Le point de départ de cette nouvelle saison est saisissant : on assiste au discours d'adieu d'Al Gore à la présidence américaine, à la candidature de JFK Jr. à l'élection, à l'absence de dévastation causée par l'ouragan Katrina, et même aux mémoires de la présidente Ellen Wilson. L'ouverture du premier Blockbuster lunaire semble presque anecdotique face à ces bouleversements. John Lennon est toujours en vie, et Dev Ayesa, le cofondateur de Helios, continue de faire la une des magazines. même en chemise défaite. Mais derrière cette façade de normalité, les tensions entre la Terre et Mars s'intensifient.

Happy valley : d'avant-poste à colonie florissante
Happy Valley, autrefois simple avant-poste scientifique, est désormais une colonie florissante, abritant des milliers de résidents. Cette transformation soulève des questions cruciales : les Terrestres craignent les flux migratoires, tandis que l'automatisation galopante menace leurs emplois. La friction entre les habitants de la Planète Rouge, qui considèrent Mars comme leur foyer, et leurs anciens gouvernements sur Terre sera au centre de cette saison.
Les défis à venir sont immenses. L'exploration galactique continue, avec Mars comme base de lancement pour de nouvelles missions, et la quête de vie extraterrestre, menée par Kelly Baldwin, reste une priorité. L'exploitation de l'astéroïde Goldilocks, promettant une nouvelle économie interplanétaire grâce à l'extraction d'iridium, est également sur la table.

Des visages familiers et de nouveaux talents
Joel Kinnaman reprend son rôle emblématique d'Ed Baldwin, un octogénaire confronté à la maladie, mais toujours prêt à soutenir sa fille. Margo, après avoir avoué son rôle d'espionne, purge une peine de prison, recevant des conseils techniques et personnels d'Aleida. La série, consciente de la nécessité de renouveler les générations, accueille de nouveaux talents prometteurs : Sean Kaufman, Ruby Cruz, Ines Asserson et Barrett Carnahan, qui injectent de la fraîcheur dans les intrigues et explorent des thèmes tels que l'identitéet la projection professionnelle dans un contexte de globalisation spatiale. L'arrivée de Mireille Enos apporte une profondeur supplémentaire à l'ensemble.

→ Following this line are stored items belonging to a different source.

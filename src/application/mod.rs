//! Application layer: the submission state machine and its collaborators.
//!
//! One task per session keeps transitions serialized; the shared
//! `CallbackCorrelator` is the only state crossing session boundaries.

pub mod broker;
pub mod context;
pub mod correlator;
pub mod service;
pub mod session;
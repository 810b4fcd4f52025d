use clap::Parser;
use miette::{IntoDiagnostic, Result, miette};
use payflow::application::service::PaymentService;
use payflow::application::session::{SessionConfig, SessionEvent};
use payflow::domain::interaction::{ContinuationData, InteractionRequest};
use payflow::infrastructure::scripted::{ScriptedGateway, StaticAuthorizationSource};
use payflow::interfaces::json::scenario_reader::Scenario;
use std::fs::File;
use std::path::PathBuf;
use std::sync::Arc;
use url::Url;

#[derive(Parser)]
#[command(author, version, about, long_about = None)]
struct Cli {
    /// Scenario JSON file: the payment request plus scripted gateway outcomes
    scenario: PathBuf,

    /// Maximum interaction rounds before the session gives up
    #[arg(long, default_value_t = 10)]
    max_rounds: usize,

    /// Seconds to wait for each interaction step
    #[arg(long, default_value_t = 300)]
    timeout_secs: u64,
}

#[tokio::main]
async fn main() -> Result<()> {
    tracing_subscriber::fmt()
        .with_env_filter(tracing_subscriber::EnvFilter::from_default_env())
        .init();

    let cli = Cli::parse();
    let file = File::open(&cli.scenario).into_diagnostic()?;
    let scenario = Scenario::from_reader(file).into_diagnostic()?;

    let gateway = Arc::new(ScriptedGateway::new(scenario.gateway_script()));
    let auth_source = Arc::new(StaticAuthorizationSource::default());
    let config = SessionConfig {
        max_interaction_rounds: cli.max_rounds,
        interaction_timeout_secs: cli.timeout_secs,
        ..SessionConfig::default()
    };
    let service = PaymentService::with_config(gateway, auth_source, config);

    let mut redirect_tokens = scenario.redirect_tokens().into_iter();
    let mut handle = service.submit(scenario.request).await;

    while let Some(event) = handle.next_event().await {
        match event {
            SessionEvent::Interaction(InteractionRequest::PresentController {
                style, ..
            }) => {
                println!("interaction: present controller ({style:?})");
                handle
                    .complete_interaction(ContinuationData::default())
                    .into_diagnostic()?;
            }
            SessionEvent::Interaction(InteractionRequest::ExternalRedirect { target }) => {
                println!("interaction: external redirect to {target}");
                let token = redirect_tokens
                    .next()
                    .ok_or_else(|| miette!("scenario has no token for this redirect"))?;
                let callback: Url = format!("merchantapp://payments/return?token={token}")
                    .parse()
                    .into_diagnostic()?;
                println!("callback handled: {}", service.handle_external_callback(&callback));
            }
            SessionEvent::Completed { status, error } => match error {
                Some(error) => println!("completed: {status:?} ({error})"),
                None => println!("completed: {status:?}"),
            },
        }
    }

    Ok(())
}
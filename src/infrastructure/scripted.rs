use crate::domain::interaction::ContinuationData;
use crate::domain::payment::PaymentRequest;
use crate::domain::ports::{
    AuthorizationData, AuthorizationDataSource, GatewayClient, GatewayOutcome,
};
use crate::error::{GatewayError, PaymentError};
use async_trait::async_trait;
use std::collections::VecDeque;
use std::sync::Mutex;

/// A gateway that replays a fixed script of outcomes, in order.
///
/// Used by the demo binary and the integration tests. Also records every
/// continuation it receives so tests can assert what flowed back from
/// interaction steps.
#[derive(Default)]
pub struct ScriptedGateway {
    script: Mutex<VecDeque<Result<GatewayOutcome, GatewayError>>>,
    continuations: Mutex<Vec<ContinuationData>>,
}

impl ScriptedGateway {
    pub fn new(script: Vec<Result<GatewayOutcome, GatewayError>>) -> Self {
        Self {
            script: Mutex::new(script.into()),
            continuations: Mutex::new(Vec::new()),
        }
    }

    pub fn received_continuations(&self) -> Vec<ContinuationData> {
        self.continuations.lock().unwrap().clone()
    }

    fn next_outcome(&self) -> Result<GatewayOutcome, GatewayError> {
        self.script
            .lock()
            .unwrap()
            .pop_front()
            .unwrap_or_else(|| Err(GatewayError::Transport("script exhausted".to_string())))
    }
}

#[async_trait]
impl GatewayClient for ScriptedGateway {
    async fn submit(
        &self,
        _request: &PaymentRequest,
        _auth: &AuthorizationData,
    ) -> Result<GatewayOutcome, GatewayError> {
        self.next_outcome()
    }

    async fn continue_authorization(
        &self,
        continuation: &ContinuationData,
        _auth: &AuthorizationData,
    ) -> Result<GatewayOutcome, GatewayError> {
        self.continuations.lock().unwrap().push(continuation.clone());
        self.next_outcome()
    }
}

/// Authorization data source with fixed credentials.
pub struct StaticAuthorizationSource {
    data: AuthorizationData,
}

impl StaticAuthorizationSource {
    pub fn new(data: AuthorizationData) -> Self {
        Self { data }
    }
}

impl Default for StaticAuthorizationSource {
    fn default() -> Self {
        Self::new(AuthorizationData {
            merchant_pos_id: "demo-pos".to_string(),
            access_token: "demo-token".to_string(),
        })
    }
}

#[async_trait]
impl AuthorizationDataSource for StaticAuthorizationSource {
    async fn authorization_data(&self) -> Result<AuthorizationData, PaymentError> {
        Ok(self.data.clone())
    }
}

Une production au service du réalisme
For All Mankind continue de repousser les limites de la qualité de production. Les décors sont plus spectaculaires, les costumes plus soignés, et les effets spéciaux plus impressionnants. Le travail des spécialistes du maquillage, des prothèses, de la peluquerie et des designers numériques est tout simplement impeccable. Chaque détail est pensé et exécuté avec un soin méticuleux, créant un univers visuel saisissant.
La série nous tient toujours en haleine, jonglant avec la fiction spéculative d'une manière inégalée. Malgré l'ambition de l'intrigue et son ampleur galactique, elle reste ancrée dans des problèmes concrets et accessibles, évitant le fantasme confortable. La qualité de la série, son rythme haletant et ses moments d'intensité sont autant de raisons de la suivre attentivement. Attention, cependant : le destin de certains personnages promet de nous faire souffrir.